Practical Issues in Device Adjudication
Factors determining the value of a CEC in medical device investigational plans include:
| Factor | Considerations for Implementation |
|---|---|
| Nature of Study Endpoints | Straightforward events like death vs. complex events like stroke or heart failure which require judgment. |
| Alignment with Practice | Endpoints requiring data beyond standard clinical practice (e.g., specialized imaging) increase the value of adjudication. |
| Operator Variability | Device performance relies on operator skill; adjudication is essential for accurate attribution of events to the device vs. technique. |
| Device Design Factors | Novel products (e.g., drug-coated balloons) may introduce new types of adverse events (AEs) requiring careful evaluation. |
| Completeness of Data | CEC adjudication can provide precision even when serial biomarker measurements are challenging to collect. |
Future Directions: Real-World Evidence (RWE)

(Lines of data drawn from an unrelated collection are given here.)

// Path: crates/node/tests/replay_e2e.rs
//! Replay equivalence and WAL consistency over full consensus runs.

use keel_entity::ChatApp;
use keel_node::{chat_tx, demo_genesis, Runtime};
use keel_storage::{replay, validate_wal, ReplaySettings, Store};
use keel_types::codec;
use keel_types::config::Config;
use tempfile::TempDir;

fn config() -> Config {
    Config {
        total_signers: 5,
        quorum_threshold: 3,
        ..Config::default()
    }
}

/// Drives `rounds` full consensus rounds and returns the data dir plus the
/// final live state.
fn drive(rounds: u64) -> (TempDir, keel_types::server::ServerState) {
    let config = config();
    let dir = TempDir::new().unwrap();
    let net = demo_genesis(&config).unwrap();
    let mut runtime = Runtime::open(dir.path(), net.oracle, ChatApp, config.clone()).unwrap();
    let net = demo_genesis(&config).unwrap();
    let sender = net.members[0];

    let mut ts = 1_000u64;
    let mut batch = vec![net.import_envelope()];
    for nonce in 0..rounds {
        let tx = chat_tx(runtime.oracle(), sender, nonce, &format!("m{nonce}")).unwrap();
        batch.extend(net.broadcast_tx(&tx));
        for _ in 0..4 {
            runtime.tick_at(ts, &batch).unwrap();
            batch = Vec::new();
            ts += 500;
        }
    }
    let state = runtime.state().clone();
    (dir, state)
}

/// S5 — replay equivalence: a fresh host replaying the WAL from genesis
/// reaches the live state bit for bit.
#[test]
fn replay_matches_live_state_bit_for_bit() {
    let (dir, live) = drive(3);

    let config = config();
    let net = demo_genesis(&config).unwrap();
    let store = Store::open(dir.path().join("keel.redb")).unwrap();
    let replayed = replay(
        &store,
        &ChatApp,
        &net.oracle,
        &config,
        &ReplaySettings::default(),
    )
    .unwrap();

    assert_eq!(replayed, live);
    assert_eq!(
        codec::to_bytes_canonical(&replayed),
        codec::to_bytes_canonical(&live),
        "canonical state bytes must match"
    );
    // Per-replica roots agree as well.
    for (key, replica) in &live.replicas {
        assert_eq!(
            codec::state_root(&replica.last.state),
            codec::state_root(&replayed.replicas[key].last.state)
        );
    }
}

/// The WAL of a healthy run satisfies every structural invariant: paired
/// entries, heights ascending from one, an unbroken parent chain.
#[test]
fn live_wal_validates() {
    let (dir, live) = drive(2);
    let store = Store::open(dir.path().join("keel.redb")).unwrap();
    let summary = validate_wal(&store).unwrap();
    assert_eq!(summary.frames as u64, live.height);
    assert_eq!(summary.first_height, Some(1));
    assert_eq!(summary.last_height, Some(live.height));

    // Every logged frame's self-hash is reproducible from its contents.
    for entry in store.read_wal().unwrap() {
        if entry.kind == keel_storage::WalKind::ServerFrame {
            let frame = entry.decode_frame().unwrap();
            assert_eq!(frame.hash, frame.compute_hash());
        }
    }
}

/// Replay checkpoints: with a small compact interval, intermediate
/// snapshots appear during replay, plus one at the tip.
#[test]
fn replay_writes_checkpoint_snapshots() {
    let (dir, live) = drive(3); // 12 ticks
    let config = config();
    let net = demo_genesis(&config).unwrap();
    let store = Store::open(dir.path().join("keel.redb")).unwrap();

    let replayed = replay(
        &store,
        &ChatApp,
        &net.oracle,
        &config,
        &ReplaySettings {
            validate: true,
            compact_interval: 5,
        },
    )
    .unwrap();
    assert_eq!(replayed, live);

    let heights = store.snapshot_heights().unwrap();
    assert!(heights.contains(&5));
    assert!(heights.contains(&10));
    assert!(heights.contains(&live.height));
}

FDA’s guidance on "Use of Real-World Evidence to Support Regulatory Decision-Making for Medical Devices" clarifies how RWE supports pre-market clearance and post-market safety monitoring. Adjudication remains vital in this era to maintain appropriate standards for patient safety while facilitating timely access to new medical technologies.
References & Further Reading
- Seltzer JH, et al. Use of endpoint adjudication... Rationale and best practices. Am Heart J 2017;190:76-85.
- FDA Guidance: Use of Real-World Evidence to Support Regulatory Decision-Making for Medical Devices.
- European Commission Guideline on Medical Devices: Standard Definitions.